I’m aware that the adventures of Gaspar and his friends might seem odd to you. The city where the incident took place is now underwater, the modes of transportation that appear throughout may be difficult to imagine, and the outdated terms I employ seem primitive and silly today. Nevertheless, the emotions at the heart of the story—fear, anxiety, sadness—persist across time, as do our distinctions between good and bad, which, having remained unquestioned, still carry about them that same absolute quality. It appears that the Conception Program was created in vain; human beings will always find a way to be fools. I believe it’s important that my contemporaries hear Gaspar’s story, so that we do not continue to be so dim-witted and cruel.
Armed with interviews from dozens of sources and a worn-out copy of My Days, I’ve strung together the story of Gaspar into twenty-two chapters. The volume you hold in your hands now has a mere eight, but that should suffice to grasp the essence of Gaspar’s story and apply it today, so that you can find a way to change things (surely, you know what I’m referring to). I’ve attached transcripts of an interview with a witness to the events, even though some sections of audio—the openings and a few brief segments in the middle of the conversations—are damaged. My rationale is that you might find important messages in these documents, or at least I believe you can. And, of course, discovering them on your own, without my help, will be more meaningful.

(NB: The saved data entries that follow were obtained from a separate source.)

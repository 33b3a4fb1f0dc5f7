use image::imageops::FilterType;
use image::{DynamicImage, GrayImage, Luma};
use imageproc::contrast::otsu_level;
use imageproc::distance_transform::Norm;
use imageproc::filter::gaussian_blur_f32;
use imageproc::morphology::dilate;
use serde::{Deserialize, Serialize};

/// Gaussian blur kernel width used before Otsu binarization.
pub const BLUR_KERNEL: u32 = 5;
/// Fixed global threshold for the simple strategy.
pub const SIMPLE_THRESHOLD: u8 = 127;
/// CLAHE tile grid (tiles per side).
pub const CLAHE_GRID: u32 = 8;
/// Dilation radius (L∞) after adaptive binarization.
pub const DILATION_RADIUS: u8 = 1;

/// One fixed image transform producing a candidate for recognition.
#[derive(Clone, Copy, Debug, PartialEq, Eq, Serialize, Deserialize)]
#[serde(rename_all = "snake_case")]
pub enum Strategy {
    /// Unprocessed color image
    Raw,
    /// Grayscale → 5×5 blur → inverted Otsu
    Otsu,
    /// Grayscale → inverted Otsu, no blur
    OtsuPlain,
    /// Grayscale → CLAHE (clip 3.0) → 5×5 blur → inverted Otsu
    Clahe,
    /// Grayscale → inverted fixed threshold at 127
    Simple,
    /// Grayscale → CLAHE (clip 4.0) → blur → inverted adaptive Gaussian (11, 2) → dilate
    Adaptive,
    /// Grayscale → CLAHE (clip 2.0) → adaptive Gaussian (15, 5)
    ClaheAdaptive,
    /// Grayscale → 3×3 sharpen → Otsu
    HighContrast,
}

impl Strategy {
    pub fn tag(self) -> &'static str {
        match self {
            Strategy::Raw => "raw",
            Strategy::Otsu => "otsu",
            Strategy::OtsuPlain => "otsu_plain",
            Strategy::Clahe => "clahe",
            Strategy::Simple => "simple",
            Strategy::Adaptive => "adaptive",
            Strategy::ClaheAdaptive => "clahe_adaptive",
            Strategy::HighContrast => "high_contrast",
        }
    }

    /// Runs the transform. Pure: the input is never modified.
    pub fn apply(self, img: &DynamicImage) -> DynamicImage {
        if self == Strategy::Raw {
            return img.clone();
        }

        let gray = img.to_luma8();
        let out = match self {
            Strategy::Raw => gray,
            Strategy::Otsu => otsu_binarize(&gaussian_blur(&gray, BLUR_KERNEL), true),
            Strategy::OtsuPlain => otsu_binarize(&gray, true),
            Strategy::Clahe => {
                let equalized = clahe(&gray, 3.0, CLAHE_GRID);
                otsu_binarize(&gaussian_blur(&equalized, BLUR_KERNEL), true)
            }
            Strategy::Simple => threshold_binary(&gray, SIMPLE_THRESHOLD, true),
            Strategy::Adaptive => {
                let equalized = clahe(&gray, 4.0, CLAHE_GRID);
                let blurred = gaussian_blur(&equalized, BLUR_KERNEL);
                let binary = adaptive_threshold_gaussian(&blurred, 11, 2, true);
                dilate(&binary, Norm::LInf, DILATION_RADIUS)
            }
            Strategy::ClaheAdaptive => {
                let equalized = clahe(&gray, 2.0, CLAHE_GRID);
                adaptive_threshold_gaussian(&equalized, 15, 5, false)
            }
            Strategy::HighContrast => otsu_binarize(&sharpen(&gray), false),
        };
        DynamicImage::ImageLuma8(out)
    }
}

/// Resizes by `factor` with bilinear filtering. `None` if the result would be empty.
pub fn scale_image(img: &DynamicImage, factor: f32) -> Option<DynamicImage> {
    let width = (img.width() as f32 * factor) as u32;
    let height = (img.height() as f32 * factor) as u32;
    if width == 0 || height == 0 {
        return None;
    }
    Some(img.resize_exact(width, height, FilterType::Triangle))
}

/// Sigma for a Gaussian kernel of width `ksize`, matching the usual
/// `0.3 * ((ksize - 1) * 0.5 - 1) + 0.8` rule.
fn kernel_sigma(ksize: u32) -> f32 {
    0.3 * ((ksize as f32 - 1.0) * 0.5 - 1.0) + 0.8
}

pub fn gaussian_blur(img: &GrayImage, ksize: u32) -> GrayImage {
    gaussian_blur_f32(img, kernel_sigma(ksize))
}

/// Binary threshold. Pixels above `level` become white, or black when `invert`.
pub fn threshold_binary(img: &GrayImage, level: u8, invert: bool) -> GrayImage {
    let (width, height) = img.dimensions();
    let mut output = GrayImage::new(width, height);

    for (x, y, pixel) in img.enumerate_pixels() {
        let above = pixel[0] > level;
        let value = if above != invert { 255u8 } else { 0u8 };
        output.put_pixel(x, y, Luma([value]));
    }

    output
}

/// Global threshold chosen by Otsu's method.
pub fn otsu_binarize(img: &GrayImage, invert: bool) -> GrayImage {
    threshold_binary(img, otsu_level(img), invert)
}

/// Adaptive threshold against a Gaussian-weighted local mean minus `c`.
///
/// `block` is the neighborhood width in pixels (odd).
pub fn adaptive_threshold_gaussian(img: &GrayImage, block: u32, c: i16, invert: bool) -> GrayImage {
    let local_mean = gaussian_blur_f32(img, kernel_sigma(block));
    let (width, height) = img.dimensions();
    let mut output = GrayImage::new(width, height);

    for (x, y, pixel) in img.enumerate_pixels() {
        let threshold = local_mean.get_pixel(x, y)[0] as i16 - c;
        let above = pixel[0] as i16 > threshold;
        let value = if above != invert { 255u8 } else { 0u8 };
        output.put_pixel(x, y, Luma([value]));
    }

    output
}

/// 3×3 sharpen (center 9, neighbors -1) with edge replication.
pub fn sharpen(img: &GrayImage) -> GrayImage {
    let (width, height) = img.dimensions();
    let mut output = GrayImage::new(width, height);
    if width == 0 || height == 0 {
        return output;
    }

    for y in 0..height {
        for x in 0..width {
            let mut acc: i32 = 0;
            for dy in -1i32..=1 {
                for dx in -1i32..=1 {
                    let sx = (x as i32 + dx).clamp(0, width as i32 - 1) as u32;
                    let sy = (y as i32 + dy).clamp(0, height as i32 - 1) as u32;
                    let weight = if dx == 0 && dy == 0 { 9 } else { -1 };
                    acc += weight * img.get_pixel(sx, sy)[0] as i32;
                }
            }
            output.put_pixel(x, y, Luma([acc.clamp(0, 255) as u8]));
        }
    }

    output
}

/// Contrast-limited adaptive histogram equalization.
///
/// The image is split into `grid × grid` tiles; each tile gets a histogram
/// clipped at `clip_limit × tile_area / 256` with the excess spread evenly,
/// and pixels are mapped by bilinear interpolation between the four nearest
/// tile lookup tables.
pub fn clahe(img: &GrayImage, clip_limit: f32, grid: u32) -> GrayImage {
    let (width, height) = img.dimensions();
    if width == 0 || height == 0 {
        return img.clone();
    }

    let grid = grid.max(1);
    let tile_w = width.div_ceil(grid).max(1);
    let tile_h = height.div_ceil(grid).max(1);
    let tiles_x = width.div_ceil(tile_w) as usize;
    let tiles_y = height.div_ceil(tile_h) as usize;

    let mut luts = vec![[0u8; 256]; tiles_x * tiles_y];
    for ty in 0..tiles_y {
        for tx in 0..tiles_x {
            let x0 = tx as u32 * tile_w;
            let y0 = ty as u32 * tile_h;
            let x1 = (x0 + tile_w).min(width);
            let y1 = (y0 + tile_h).min(height);
            luts[ty * tiles_x + tx] = tile_lut(img, x0, y0, x1, y1, clip_limit);
        }
    }

    let mut output = GrayImage::new(width, height);
    for (x, y, pixel) in img.enumerate_pixels() {
        let (tx0, tx1, ax) = interpolation_cell(x, tile_w, tiles_x);
        let (ty0, ty1, ay) = interpolation_cell(y, tile_h, tiles_y);
        let v = pixel[0] as usize;

        let top = luts[ty0 * tiles_x + tx0][v] as f32 * (1.0 - ax)
            + luts[ty0 * tiles_x + tx1][v] as f32 * ax;
        let bottom = luts[ty1 * tiles_x + tx0][v] as f32 * (1.0 - ax)
            + luts[ty1 * tiles_x + tx1][v] as f32 * ax;
        let mapped = top * (1.0 - ay) + bottom * ay;

        output.put_pixel(x, y, Luma([mapped.round().clamp(0.0, 255.0) as u8]));
    }

    output
}

fn tile_lut(img: &GrayImage, x0: u32, y0: u32, x1: u32, y1: u32, clip_limit: f32) -> [u8; 256] {
    let mut hist = [0u32; 256];
    for y in y0..y1 {
        for x in x0..x1 {
            hist[img.get_pixel(x, y)[0] as usize] += 1;
        }
    }

    let area = (x1 - x0) * (y1 - y0);
    let limit = ((clip_limit * area as f32 / 256.0) as u32).max(1);

    let mut excess = 0u32;
    for count in hist.iter_mut() {
        if *count > limit {
            excess += *count - limit;
            *count = limit;
        }
    }
    let bonus = excess / 256;
    let remainder = (excess % 256) as usize;
    for (i, count) in hist.iter_mut().enumerate() {
        *count += bonus + u32::from(i < remainder);
    }

    let mut lut = [0u8; 256];
    let mut cdf = 0u32;
    for (i, count) in hist.iter().enumerate() {
        cdf += count;
        lut[i] = ((cdf as f32 * 255.0 / area as f32).round()).min(255.0) as u8;
    }
    lut
}

/// Neighboring tile indices and the weight of the second one for a pixel coordinate.
fn interpolation_cell(pos: u32, tile: u32, tiles: usize) -> (usize, usize, f32) {
    let f = (pos as f32 + 0.5) / tile as f32 - 0.5;
    let first = (f.floor().max(0.0) as usize).min(tiles - 1);
    let second = (first + 1).min(tiles - 1);
    let weight = if second == first {
        0.0
    } else {
        (f - first as f32).clamp(0.0, 1.0)
    };
    (first, second, weight)
}
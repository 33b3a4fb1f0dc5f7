//! City proximity boxes and the country-wide fallback box.

use serde::{Deserialize, Serialize};

/// A latitude/longitude rectangle in signed decimal degrees.
#[derive(Clone, Copy, Debug, PartialEq, Serialize, Deserialize)]
pub struct GeoBox {
    pub lat_min: f64,
    pub lat_max: f64,
    pub lon_min: f64,
    pub lon_max: f64,
}

impl GeoBox {
    pub const fn new(lat_min: f64, lat_max: f64, lon_min: f64, lon_max: f64) -> Self {
        Self {
            lat_min,
            lat_max,
            lon_min,
            lon_max,
        }
    }

    /// Inclusive on all four edges.
    pub fn contains(&self, lat: f64, lon: f64) -> bool {
        self.lat_min <= lat && lat <= self.lat_max && self.lon_min <= lon && lon <= self.lon_max
    }

    /// Range of absolute longitude values covered by the box, low to high.
    pub fn lon_magnitude_band(&self) -> (f64, f64) {
        let a = self.lon_min.abs();
        let b = self.lon_max.abs();
        (a.min(b), a.max(b))
    }

    pub fn is_ordered(&self) -> bool {
        self.lat_min <= self.lat_max && self.lon_min <= self.lon_max
    }
}

/// Country-wide box used when the requested city is unknown.
pub const COUNTRY_BOX: GeoBox = GeoBox::new(14.0, 33.0, -119.0, -86.0);

/// Named proximity box.
#[derive(Clone, Debug, PartialEq, Serialize, Deserialize)]
pub struct CityProfile {
    pub name: String,
    #[serde(flatten)]
    pub bounds: GeoBox,
}

impl CityProfile {
    pub fn new(name: &str, bounds: GeoBox) -> Self {
        Self {
            name: name.to_string(),
            bounds,
        }
    }
}

/// Built-in city table.
pub fn default_cities() -> Vec<CityProfile> {
    vec![
        CityProfile::new("ENSENADA", GeoBox::new(31.0, 33.0, -117.5, -115.5)),
        CityProfile::new("TIJUANA", GeoBox::new(32.0, 34.0, -117.5, -115.5)),
        CityProfile::new("CHIHUAHUA", GeoBox::new(27.5, 29.5, -107.0, -105.0)),
        CityProfile::new("SALTILLO", GeoBox::new(24.5, 26.5, -102.0, -100.0)),
        CityProfile::new("CIUDAD VICTORIA", GeoBox::new(23.5, 25.5, -99.5, -97.5)),
        CityProfile::new("MONTERREY", GeoBox::new(25.0, 27.0, -101.0, -99.0)),
        CityProfile::new("NUEVO LAREDO", GeoBox::new(27.0, 29.0, -100.5, -98.5)),
        CityProfile::new("TAMPICO", GeoBox::new(21.0, 23.0, -99.0, -97.0)),
        CityProfile::new("GUADALAJARA", GeoBox::new(20.0, 22.0, -104.5, -102.5)),
        CityProfile::new("QUERETARO", GeoBox::new(20.0, 22.0, -101.5, -99.5)),
        CityProfile::new("SAN LUIS POTOSI", GeoBox::new(21.0, 23.0, -102.0, -100.0)),
        CityProfile::new("TOLUCA", GeoBox::new(18.5, 20.5, -100.5, -98.5)),
    ]
}

/// Case-insensitive lookup by city name.
pub fn find_city<'a>(cities: &'a [CityProfile], name: &str) -> Option<&'a CityProfile> {
    let wanted = name.trim();
    cities.iter().find(|c| c.name.eq_ignore_ascii_case(wanted))
}

/// Geographic context for one run: the proximity box in force plus the
/// country box that drives longitude sign inference.
#[derive(Clone, Debug)]
pub struct GeoContext {
    /// The matched city, or `None` when falling back to the country box.
    pub city: Option<CityProfile>,
    pub country: GeoBox,
}

impl GeoContext {
    pub fn resolve(name: &str, cities: &[CityProfile], country: GeoBox) -> Self {
        let city = find_city(cities, name).cloned();
        match &city {
            Some(c) => tracing::info!(
                city = %c.name,
                lat_min = c.bounds.lat_min,
                lat_max = c.bounds.lat_max,
                "proximity box loaded"
            ),
            None => tracing::warn!(
                city = name,
                lat_min = country.lat_min,
                lat_max = country.lat_max,
                "city not recognised, using country-wide box"
            ),
        }
        Self { city, country }
    }

    /// Box used for proximity validation.
    pub fn proximity_box(&self) -> GeoBox {
        self.city.as_ref().map(|c| c.bounds).unwrap_or(self.country)
    }
}

#[cfg(test)]
mod tests {
    use super::*;

    #[test]
    fn test_find_city_case_insensitive() {
        let cities = default_cities();
        let city = find_city(&cities, "monterrey").unwrap();
        assert_eq!(city.bounds, GeoBox::new(25.0, 27.0, -101.0, -99.0));
        assert!(find_city(&cities, " San Luis Potosi ").is_some());
        assert!(find_city(&cities, "PARIS").is_none());
    }

    #[test]
    fn test_unknown_city_falls_back_to_country_box() {
        let ctx = GeoContext::resolve("ATLANTIS", &default_cities(), COUNTRY_BOX);
        assert!(ctx.city.is_none());
        assert_eq!(ctx.proximity_box(), COUNTRY_BOX);
    }

    #[test]
    fn test_contains_is_inclusive() {
        let b = GeoBox::new(31.0, 33.0, -117.5, -115.5);
        assert!(b.contains(31.0, -117.5));
        assert!(b.contains(33.0, -115.5));
        assert!(!b.contains(33.0001, -116.0));
    }

    #[test]
    fn test_country_lon_band() {
        assert_eq!(COUNTRY_BOX.lon_magnitude_band(), (86.0, 119.0));
    }
}
//! Survey Coordinates
//!
//! Command-line runner: loads config.json, applies flag overrides, and runs
//! the extraction passes over a folder of survey photos.

use anyhow::{Context, Result};
use clap::Parser;
use std::fs::OpenOptions;
use std::path::PathBuf;
use std::sync::Mutex;
use tracing_subscriber::{fmt, layer::SubscriberExt, util::SubscriberInitExt, EnvFilter};

use survey_coords::ocr::TesseractEngine;
use survey_coords::paths;
use survey_coords::survey::{
    export_to_json, load_config_from, locate_config, AppConfig, PassRunner, RecordStore,
};

const LOG_FILE_NAME: &str = "survey_coords.log";

#[derive(Parser, Debug)]
#[command(name = "survey-coords")]
#[command(about = "Extract GPS coordinates burned into site-survey photos")]
#[command(version)]
struct Cli {
    /// Path to config.json (default: beside the executable, then the working directory)
    #[arg(long)]
    config: Option<PathBuf>,

    /// Folder holding the survey photos
    #[arg(long)]
    images: Option<PathBuf>,

    /// Record table (CSV) to write and retry from
    #[arg(long)]
    table: Option<PathBuf>,

    /// Folder for failed and rejected crops
    #[arg(long)]
    diagnostics: Option<PathBuf>,

    /// City whose proximity box validates reads
    #[arg(long)]
    city: Option<String>,

    /// Worker threads (0 = one per core)
    #[arg(long)]
    workers: Option<usize>,

    /// Maximum number of passes to run
    #[arg(long)]
    max_passes: Option<usize>,

    /// First pass to run, 1-based; later passes need an existing table
    #[arg(long, default_value_t = 1)]
    start_pass: usize,
}

impl Cli {
    fn apply(&self, config: &mut AppConfig) {
        if let Some(images) = &self.images {
            config.images_dir = images.clone();
        }
        if let Some(table) = &self.table {
            config.table_path = table.clone();
        }
        if let Some(diagnostics) = &self.diagnostics {
            config.diagnostics_dir = diagnostics.clone();
        }
        if let Some(city) = &self.city {
            config.city = city.clone();
        }
        if let Some(workers) = self.workers {
            config.workers = workers;
        }
        if let Some(max_passes) = self.max_passes {
            config.max_passes = max_passes;
        }
    }
}

/// Console output plus an appended log file in `<exe_dir>/logs/`.
fn init_logging() {
    let env_filter = EnvFilter::try_from_default_env().unwrap_or_else(|_| EnvFilter::new("info"));

    let console_layer = fmt::layer()
        .with_writer(std::io::stdout)
        .with_target(false);

    let logs_dir = paths::get_logs_dir();
    let file = std::fs::create_dir_all(&logs_dir).ok().and_then(|_| {
        OpenOptions::new()
            .create(true)
            .append(true)
            .open(logs_dir.join(LOG_FILE_NAME))
            .ok()
    });
    let file_layer = file.map(|file| {
        fmt::layer()
            .with_writer(Mutex::new(file))
            .with_ansi(false)
    });

    let _ = tracing_subscriber::registry()
        .with(env_filter)
        .with(console_layer)
        .with(file_layer)
        .try_init();
}

fn main() -> Result<()> {
    init_logging();

    // Panics go to the log file too
    std::panic::set_hook(Box::new(|panic_info| {
        tracing::error!("[PANIC] {}", panic_info);
    }));

    let cli = Cli::parse();

    let config_path = cli.config.clone().unwrap_or_else(locate_config);
    let mut config = load_config_from(&config_path);
    cli.apply(&mut config);
    config.validate().context("Invalid configuration")?;

    tracing::info!(
        images = %config.images_dir.display(),
        table = %config.table_path.display(),
        city = %config.city,
        passes = config.pass_budget(),
        "starting extraction"
    );

    let engine = TesseractEngine::new(config.tesseract.clone());
    let runner = PassRunner::new(&config, &engine)?;
    let summaries = runner.run(cli.start_pass)?;

    if let Some(path) = &config.summary_path {
        match export_to_json(&summaries, &config.city, path) {
            Ok(()) => tracing::info!(path = %path.display(), "pass summary exported"),
            Err(e) => tracing::warn!("failed to export pass summary: {:#}", e),
        }
    }

    let table = RecordStore::new(&config.table_path).load()?;
    let resolved = table.records().iter().filter(|r| r.is_resolved()).count();
    tracing::info!(
        resolved,
        unresolved = table.len() - resolved,
        total = table.len(),
        "extraction finished"
    );

    Ok(())
}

One of my sources compared Gaspar to a little centipede that lives in your ear: you can feel its tiny legs perpetually awriggle, hear its constant whispers. At first, I thought the comparison was hyperbolic—that is, until my own investigation into Gaspar required me to descend deep into his circle of hell. Assuming Gaspar’s perspective left me disgusted with myself.
Allow me to conclude my introduction with a message from the aforementioned patient: each year, on the fourth of March, symbols of truth lose their meaning, the desires buried within us rise to the surface, and those clever enough to recognize what’s happening strike a match and toss it into whatever might look beautiful ablaze.